Soulbinder (Spellslinger #4), Sebastien de Castell


Life ought to be more than just losing the things you love one after another until you have nothing left

Kellen and his murderous squirrel cat are on their own, searching for a mythical monastery known as the Ebony Abbey. It’s a place that outsiders can never find, where the monks know more about the shadowblack than anyone else.

* * * *
4 / 5

Read my reviews of Spellslinger (#1), Shadowblack (#2), and Charmcaster (#3)

I love these books. I’ve embraced the cheesiness of them, their episodic sort of nature and their charm. The wit of Ferius Parfax, the questions in Kellen’s head, and the hilarious viciousness of Rechis. Soulbinder keeps all of that and shakes it up a little, adding something a little more.

So many lies. Hers. Mine. How were any of us not crushed under the weight of them?

As per usual, Soulbinder starts with Kellen and Rechis in a bit of a fix – namely, some folks are trying to kill them.
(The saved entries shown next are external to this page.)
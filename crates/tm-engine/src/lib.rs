//! # tm-engine
//!
//! Matching and reconciliation for data-flow threat models.
//!
//! The pipeline is: load a [`ModelDefinition`] into a frozen
//! [`ThreatModel`](tm_model::ThreatModel) and an [`OverrideStore`], run
//! [`match_threats`] against a [`ThreatCatalog`](tm_threats::ThreatCatalog)
//! to get candidate findings, then [`reconcile`] them with the overrides.
//! [`analyze`] runs all of it and returns an [`AnalysisReport`].
//!
//! ## Key invariants
//!
//! - **Deterministic**: finding ids are keyed by (threat, target), and
//!   findings come out in catalog order then registration order.
//! - **No partial runs**: any configuration or predicate error aborts the
//!   whole analysis.
//! - **Overrides are never dropped**: an override without a candidate
//!   becomes a standalone finding.
//! - **Later override wins**: a replacement is logged and reported as a
//!   diagnostic.

pub mod analysis;
pub mod definition;
pub mod error;
pub mod finding;
pub mod matcher;
pub mod overrides;

pub use analysis::{analyze, AnalysisReport, Summary};
pub use definition::ModelDefinition;
pub use error::{DefinitionError, EngineError};
pub use finding::{Finding, Origin, Response};
pub use matcher::{explain, match_threats, MatchStep, MatchTrace};
pub use overrides::{reconcile, Override, OverrideStore};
But this time, Ferius isn’t swooping in to save them. When they black out on the sands, feeling death swooping over them, I thought they were sure to be saved by Ferius – that it was just a matter of time. But instead Kellen is kidnapped by an order of creepy monks, taken back to their creepy black castle with its creepy blokes and its secrets. There’s something going on here. 

There, Kellen makes friends and allies and enemies and begins to find out a little more about his curse. As always, his obnoxious younger sister keeps cropping up with her little tricks and Kellen’s father is flapping about with his war coven. This book really feels like it’s Kellen vs the world and that gives Soulbinder a different feel to the previous books, where Kellen is part of a trio. Kellen has his tricks, his increasingly smooth ways of talking, and it feels like he really is becoming an argosi; but Kellen also has a darkness in his eye and the world is set against him and at the Abbey he finds he isn’t quite alone. It’s pretty heartwarming.

Like my father once said, everything is tricks with me. The problem with tricks, though, is that sometimes the most devastating trick is the one that’s been played on you

Soulbinder has got it all – wit, humour, moral dilemmas, themes of family and love and belonging. I can’t wait for the next one!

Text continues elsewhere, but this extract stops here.